In all of this travel through Kenya, Antonia has gotten to know more than local plants. She's gotten to know Mokogodo Masaai women in the north - women with remarkable beading skills who had no market for them. So, in all of her spare time, Chef Antonia began Antassia, designing bags for her Masaai friends to bead - staying true to the Masaai sensibility, with one eye toward a receptive European market.
First-hand from one of her Safari fans, I hear about Antonia and reach out immediately. Days later, after returning from a trip into the wild, Antonia climbs a tree to get phone reception and calls back, answering Yes, of course, in her lilting English accent - she'd love to work with Ibu- but, you see, Vogue has just run an article on these Masai bags and we are overwhelmed with orders.

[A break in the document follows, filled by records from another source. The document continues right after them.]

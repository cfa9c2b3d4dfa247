use async_trait::async_trait;
use chrono::NaiveDate;
use redis::aio::MultiplexedConnection;
use redis::AsyncCommands;
use std::time::Duration;
use tracing::warn;
use uuid::Uuid;

use reserva_core::sync::{snapshot_cache_key, AvailabilityCache, DistributedLock, LockToken};
use reserva_core::{EngineError, EngineResult};
use reserva_domain::availability::DaySnapshot;

/// Redis-backed distributed lock and availability cache. Locks are
/// SET NX EX with a per-holder token; release is a compare-and-delete so a
/// holder whose TTL lapsed cannot free a lock someone else now owns.
#[derive(Clone)]
pub struct RedisClient {
    client: redis::Client,
}

const RELEASE_IF_OWNED: &str = r#"
    if redis.call("GET", KEYS[1]) == ARGV[1] then
        return redis.call("DEL", KEYS[1])
    else
        return 0
    end
"#;

impl RedisClient {
    pub fn new(connection_string: &str) -> Result<Self, redis::RedisError> {
        let client = redis::Client::open(connection_string)?;
        Ok(Self { client })
    }

    async fn conn(&self) -> Result<MultiplexedConnection, redis::RedisError> {
        self.client.get_multiplexed_async_connection().await
    }
}

fn lock_err(err: redis::RedisError) -> EngineError {
    EngineError::Lock(err.to_string())
}

fn cache_err(err: redis::RedisError) -> EngineError {
    EngineError::Cache(err.to_string())
}

#[async_trait]
impl DistributedLock for RedisClient {
    async fn acquire(&self, key: &str, ttl: Duration) -> EngineResult<Option<LockToken>> {
        let mut conn = self.conn().await.map_err(lock_err)?;
        let token = LockToken::generate();

        let set: Option<String> = redis::cmd("SET")
            .arg(key)
            .arg(token.as_str())
            .arg("NX")
            .arg("EX")
            .arg(ttl.as_secs().max(1))
            .query_async(&mut conn)
            .await
            .map_err(lock_err)?;

        Ok(set.map(|_| token))
    }

    async fn release(&self, key: &str, token: &LockToken) -> EngineResult<bool> {
        let mut conn = self.conn().await.map_err(lock_err)?;
        let released: i32 = redis::Script::new(RELEASE_IF_OWNED)
            .key(key)
            .arg(token.as_str())
            .invoke_async(&mut conn)
            .await
            .map_err(lock_err)?;
        Ok(released == 1)
    }
}

#[async_trait]
impl AvailabilityCache for RedisClient {
    async fn get(&self, resource_id: Uuid, date: NaiveDate) -> EngineResult<Option<DaySnapshot>> {
        let mut conn = self.conn().await.map_err(cache_err)?;
        let key = snapshot_cache_key(resource_id, date);
        let raw: Option<String> = conn.get(&key).await.map_err(cache_err)?;

        match raw {
            None => Ok(None),
            Some(payload) => match serde_json::from_str(&payload) {
                Ok(snapshot) => Ok(Some(snapshot)),
                Err(err) => {
                    // A corrupt entry behaves like a miss and gets rebuilt.
                    warn!(%key, error = %err, "discarding undecodable snapshot");
                    let _: () = conn.del(&key).await.map_err(cache_err)?;
                    Ok(None)
                }
            },
        }
    }

    async fn put(&self, snapshot: &DaySnapshot, ttl: Duration) -> EngineResult<()> {
        let mut conn = self.conn().await.map_err(cache_err)?;
        let key = snapshot_cache_key(snapshot.resource_id, snapshot.date);
        let payload = serde_json::to_string(snapshot)
            .map_err(|err| EngineError::Cache(err.to_string()))?;
        conn.set_ex::<_, _, ()>(&key, payload, ttl.as_secs().max(1))
            .await
            .map_err(cache_err)?;
        Ok(())
    }

    async fn evict(&self, resource_id: Uuid, date: NaiveDate) -> EngineResult<()> {
        let mut conn = self.conn().await.map_err(cache_err)?;
        let key = snapshot_cache_key(resource_id, date);
        let _: () = conn.del(&key).await.map_err(cache_err)?;
        Ok(())
    }
}
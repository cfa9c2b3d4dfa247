use async_trait::async_trait;
use chrono::{DateTime, NaiveDate, NaiveTime, Utc};
use sqlx::postgres::PgRow;
use sqlx::{PgPool, Row};
use uuid::Uuid;

use reserva_core::repository::BookingRepository;
use reserva_core::{EngineError, EngineResult};
use reserva_domain::booking::{Booking, BookingStatus};
use reserva_domain::payment::{Payment, PaymentStatus};

/// Postgres-backed booking and payment store. Statuses are stored as the
/// SCREAMING_SNAKE strings the domain enums expose; the version column
/// backs the optimistic CAS.
pub struct PgBookingStore {
    pool: PgPool,
}

impl PgBookingStore {
    pub fn new(pool: PgPool) -> Self {
        Self { pool }
    }
}

fn store_err(err: sqlx::Error) -> EngineError {
    EngineError::Store(err.to_string())
}

fn map_booking(row: &PgRow) -> EngineResult<Booking> {
    let status: String = row.try_get("status").map_err(store_err)?;
    let status = BookingStatus::parse(&status)
        .ok_or_else(|| EngineError::Store(format!("unknown booking status `{status}`")))?;

    Ok(Booking {
        id: row.try_get("id").map_err(store_err)?,
        resource_id: row.try_get("resource_id").map_err(store_err)?,
        user_id: row.try_get("user_id").map_err(store_err)?,
        start_at: row.try_get("start_at").map_err(store_err)?,
        end_at: row.try_get("end_at").map_err(store_err)?,
        status,
        price_cents: row.try_get("price_cents").map_err(store_err)?,
        version: row.try_get("version").map_err(store_err)?,
        cancellation_reason: row.try_get("cancellation_reason").map_err(store_err)?,
        created_at: row.try_get("created_at").map_err(store_err)?,
        updated_at: row.try_get("updated_at").map_err(store_err)?,
    })
}

fn map_payment(row: &PgRow) -> EngineResult<Payment> {
    let status: String = row.try_get("status").map_err(store_err)?;
    let status = PaymentStatus::parse(&status)
        .ok_or_else(|| EngineError::Store(format!("unknown payment status `{status}`")))?;

    Ok(Payment {
        id: row.try_get("id").map_err(store_err)?,
        booking_id: row.try_get("booking_id").map_err(store_err)?,
        amount_cents: row.try_get("amount_cents").map_err(store_err)?,
        status,
        external_reference: row.try_get("external_reference").map_err(store_err)?,
        created_at: row.try_get("created_at").map_err(store_err)?,
        updated_at: row.try_get("updated_at").map_err(store_err)?,
    })
}

const BOOKING_COLUMNS: &str = "id, resource_id, user_id, start_at, end_at, status, price_cents, \
                               version, cancellation_reason, created_at, updated_at";

#[async_trait]
impl BookingRepository for PgBookingStore {
    async fn insert_booking(&self, booking: &Booking) -> EngineResult<()> {
        sqlx::query(
            r#"
            INSERT INTO bookings (id, resource_id, user_id, start_at, end_at, status,
                                  price_cents, version, cancellation_reason, created_at, updated_at)
            VALUES ($1, $2, $3, $4, $5, $6, $7, $8, $9, $10, $11)
            "#,
        )
        .bind(booking.id)
        .bind(booking.resource_id)
        .bind(booking.user_id)
        .bind(booking.start_at)
        .bind(booking.end_at)
        .bind(booking.status.as_str())
        .bind(booking.price_cents)
        .bind(booking.version)
        .bind(&booking.cancellation_reason)
        .bind(booking.created_at)
        .bind(booking.updated_at)
        .execute(&self.pool)
        .await
        .map_err(store_err)?;
        Ok(())
    }

    async fn booking(&self, id: Uuid) -> EngineResult<Option<Booking>> {
        let row = sqlx::query(&format!(
            "SELECT {BOOKING_COLUMNS} FROM bookings WHERE id = $1"
        ))
        .bind(id)
        .fetch_optional(&self.pool)
        .await
        .map_err(store_err)?;

        row.as_ref().map(map_booking).transpose()
    }

    async fn active_in_window(
        &self,
        resource_id: Uuid,
        start: DateTime<Utc>,
        end: DateTime<Utc>,
    ) -> EngineResult<Vec<Booking>> {
        let rows = sqlx::query(&format!(
            r#"
            SELECT {BOOKING_COLUMNS} FROM bookings
            WHERE resource_id = $1
              AND status IN ('PENDING', 'CONFIRMED')
              AND start_at < $3
              AND end_at > $2
            ORDER BY start_at
            "#
        ))
        .bind(resource_id)
        .bind(start)
        .bind(end)
        .fetch_all(&self.pool)
        .await
        .map_err(store_err)?;

        rows.iter().map(map_booking).collect()
    }

    async fn active_on_day(
        &self,
        resource_id: Uuid,
        date: NaiveDate,
    ) -> EngineResult<Vec<Booking>> {
        let day_start = date.and_time(NaiveTime::MIN).and_utc();
        let day_end = day_start + chrono::Duration::days(1);

        let rows = sqlx::query(&format!(
            r#"
            SELECT {BOOKING_COLUMNS} FROM bookings
            WHERE resource_id = $1
              AND status IN ('PENDING', 'CONFIRMED')
              AND start_at >= $2
              AND start_at < $3
            ORDER BY start_at
            "#
        ))
        .bind(resource_id)
        .bind(day_start)
        .bind(day_end)
        .fetch_all(&self.pool)
        .await
        .map_err(store_err)?;

        rows.iter().map(map_booking).collect()
    }

    async fn count_active_starting_between(
        &self,
        resource_id: Uuid,
        from: DateTime<Utc>,
        to: DateTime<Utc>,
    ) -> EngineResult<u64> {
        let row = sqlx::query(
            r#"
            SELECT COUNT(*) AS demand FROM bookings
            WHERE resource_id = $1
              AND status IN ('PENDING', 'CONFIRMED')
              AND start_at BETWEEN $2 AND $3
            "#,
        )
        .bind(resource_id)
        .bind(from)
        .bind(to)
        .fetch_one(&self.pool)
        .await
        .map_err(store_err)?;

        let demand: i64 = row.try_get("demand").map_err(store_err)?;
        Ok(demand.max(0) as u64)
    }

    async fn update_booking_status(
        &self,
        id: Uuid,
        expected_version: i64,
        status: BookingStatus,
        cancellation_reason: Option<String>,
    ) -> EngineResult<Booking> {
        let current = self
            .booking(id)
            .await?
            .ok_or_else(|| EngineError::NotFound(format!("booking {id}")))?;
        if current.version != expected_version {
            return Err(EngineError::StaleVersion(id));
        }
        current
            .ensure_transition(status)
            .map_err(|err| EngineError::Conflict(err.to_string()))?;

        let row = sqlx::query(&format!(
            r#"
            UPDATE bookings
            SET status = $1,
                cancellation_reason = COALESCE($2, cancellation_reason),
                version = version + 1,
                updated_at = NOW()
            WHERE id = $3 AND version = $4
            RETURNING {BOOKING_COLUMNS}
            "#
        ))
        .bind(status.as_str())
        .bind(&cancellation_reason)
        .bind(id)
        .bind(expected_version)
        .fetch_optional(&self.pool)
        .await
        .map_err(store_err)?;

        match row {
            Some(row) => map_booking(&row),
            // The row moved between our read and the CAS write.
            None => Err(EngineError::StaleVersion(id)),
        }
    }

    async fn insert_payment(&self, payment: &Payment) -> EngineResult<()> {
        sqlx::query(
            r#"
            INSERT INTO payments (id, booking_id, amount_cents, status,
                                  external_reference, created_at, updated_at)
            VALUES ($1, $2, $3, $4, $5, $6, $7)
            "#,
        )
        .bind(payment.id)
        .bind(payment.booking_id)
        .bind(payment.amount_cents)
        .bind(payment.status.as_str())
        .bind(&payment.external_reference)
        .bind(payment.created_at)
        .bind(payment.updated_at)
        .execute(&self.pool)
        .await
        .map_err(store_err)?;
        Ok(())
    }

    async fn update_payment(&self, payment: &Payment) -> EngineResult<()> {
        let result = sqlx::query(
            r#"
            UPDATE payments
            SET status = $1, external_reference = $2, updated_at = $3
            WHERE id = $4
            "#,
        )
        .bind(payment.status.as_str())
        .bind(&payment.external_reference)
        .bind(payment.updated_at)
        .bind(payment.id)
        .execute(&self.pool)
        .await
        .map_err(store_err)?;

        if result.rows_affected() == 0 {
            return Err(EngineError::NotFound(format!("payment {}", payment.id)));
        }
        Ok(())
    }

    async fn payment_for_booking(&self, booking_id: Uuid) -> EngineResult<Option<Payment>> {
        let row = sqlx::query(
            r#"
            SELECT id, booking_id, amount_cents, status, external_reference, created_at, updated_at
            FROM payments
            WHERE booking_id = $1
            ORDER BY created_at DESC
            LIMIT 1
            "#,
        )
        .bind(booking_id)
        .fetch_optional(&self.pool)
        .await
        .map_err(store_err)?;

        row.as_ref().map(map_payment).transpose()
    }
}
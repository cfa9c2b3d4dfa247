use serde::Deserialize;
use std::env;

#[derive(Debug, Deserialize, Clone)]
pub struct Config {
    pub database: DatabaseConfig,
    pub redis: RedisConfig,
    pub kafka: KafkaConfig,
    pub business_rules: BusinessRules,
}

#[derive(Debug, Deserialize, Clone)]
pub struct DatabaseConfig {
    pub url: String,
}

#[derive(Debug, Deserialize, Clone)]
pub struct RedisConfig {
    pub url: String,
}

#[derive(Debug, Deserialize, Clone)]
pub struct KafkaConfig {
    pub brokers: String,
}

/// Every tunable of the booking engine in one place. Values land in the
/// engine's pricing, availability and orchestrator configs at wiring time.
#[derive(Debug, Deserialize, Clone)]
pub struct BusinessRules {
    #[serde(default = "default_alternative_slot_limit")]
    pub alternative_slot_limit: usize,
    #[serde(default = "default_alternative_step_minutes")]
    pub alternative_step_minutes: i64,
    /// 0 keeps the alternative search on the requested calendar day.
    #[serde(default)]
    pub alternative_horizon_days: u64,
    pub cancellation_notice_hours: i64,
    pub resource_lock_ttl_seconds: u64,
    pub snapshot_cache_ttl_seconds: u64,
    pub payment_max_attempts: u32,
    pub payment_base_delay_ms: u64,
    pub payment_timeout_ms: u64,
    pub circuit_failure_threshold: u32,
    pub circuit_reset_seconds: u64,
    pub version_retry_limit: u32,
}

fn default_alternative_slot_limit() -> usize {
    5
}

fn default_alternative_step_minutes() -> i64 {
    30
}

impl Config {
    pub fn load() -> Result<Self, config::ConfigError> {
        let run_mode = env::var("RUN_MODE").unwrap_or_else(|_| "development".into());

        let settings = config::Config::builder()
            .add_source(config::File::with_name("config/default"))
            // Optional per-environment overrides, e.g. config/production.
            .add_source(config::File::with_name(&format!("config/{run_mode}")).required(false))
            // Local overrides kept out of version control.
            .add_source(config::File::with_name("config/local").required(false))
            // RESERVA__BUSINESS_RULES__CANCELLATION_NOTICE_HOURS=48 etc.
            .add_source(config::Environment::with_prefix("RESERVA").separator("__"))
            .build()?;

        settings.try_deserialize()
    }
}
pub mod availability;
pub mod orchestrator;
pub mod pricing;
pub mod resiliency;
pub mod saga;

pub use availability::{AvailabilityConfig, AvailabilityService};
pub use orchestrator::{
    BookingOrchestrator, BookingServices, MockGatewayMode, MockPaymentGateway, OrchestratorConfig,
};
pub use pricing::{PricingConfig, PricingEngine};
pub use resiliency::{CircuitBreaker, CircuitState, RetryPolicy};
pub use saga::{Saga, SagaError, SagaStep};
mod v1;

use axum::http::StatusCode;
use axum::{Router, routing::get};
use shared::error::InitializationError;
use shared::mapbox::MatrixClient;
use shared::{initialize_db, load_config};
use tower_http::cors::{Any, CorsLayer};
use tracing::info;
use tracing_subscriber::EnvFilter;

#[tokio::main]
async fn main() -> Result<(), Box<dyn std::error::Error>> {
    let subscriber = tracing_subscriber::fmt()
        .compact()
        .with_env_filter(EnvFilter::from_default_env())
        .finish();
    tracing::subscriber::set_global_default(subscriber)?;

    let config = load_config()?;
    let pool = initialize_db(&config.postgres, false).await?;
    let mapbox = config
        .mapbox
        .ok_or(InitializationError::MissingConfigSection("mapbox"))?;
    let matrix = MatrixClient::new(&mapbox)?;

    let app = Router::new()
        .route("/health", get(|| async { StatusCode::OK }))
        .nest("/v1", v1::router(pool, matrix))
        .layer(
            CorsLayer::new()
                .allow_origin(Any)
                .allow_methods(Any)
                .allow_headers(Any),
        );

    const LISTEN_ADDR: &str = "0.0.0.0:8080";
    info!("starting server at {LISTEN_ADDR}");
    let listener = tokio::net::TcpListener::bind(LISTEN_ADDR).await?;
    axum::serve(listener, app)
        .with_graceful_shutdown(shared::shutdown_listener(None))
        .await?;

    Ok(())
}
use uuid::Uuid;

#[derive(Debug, sqlx::FromRow)]
pub struct BuildingSite {
    pub id: Uuid,
    pub nickname: String,
    pub latitude: f64,
    pub longitude: f64,
}

#[derive(Debug, sqlx::FromRow)]
pub struct LotPoint {
    pub id: Uuid,
    pub latitude: f64,
    pub longitude: f64,
}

We can help, I tell her. Ever since our first shipment came in from the bush, we've not been able to keep these one-of-a-kind bags in stock. Do yourself a favor and watch this video of Antonia and the beading women of Kenya gathering for a day at work. It's joy.
So much of what happens in the world of Ibu is this: women reaching out to women to pass sandbags down the line when it floods - or buckets of water to put out the fire. Or bags to ship, or materials to send. Don't we know now, more than ever, we are all at home on this small planet together and had better learn to pass along a face mask or a loan or a kindness. Because if we don't make it through this crisis all together, what's the point of making it through at all?
That's really what we are trying to offer at Ibu. Not a clutch. A connection.
Not just a pillow, but a clear and certain pride in one another, in our beautiful differences, our overwhelming commonalties.
Not just a bag, though it is a thing of beauty. But a bond. Thank you, Antonia, for sharing with us your bond to the Mokodogo Masaai women. We celebrate them, and you, and the party that is all of us together.
Until we're on safari with you one day, savoring your fresh picks from the wild ~
Stay the course. Keep the hope alive.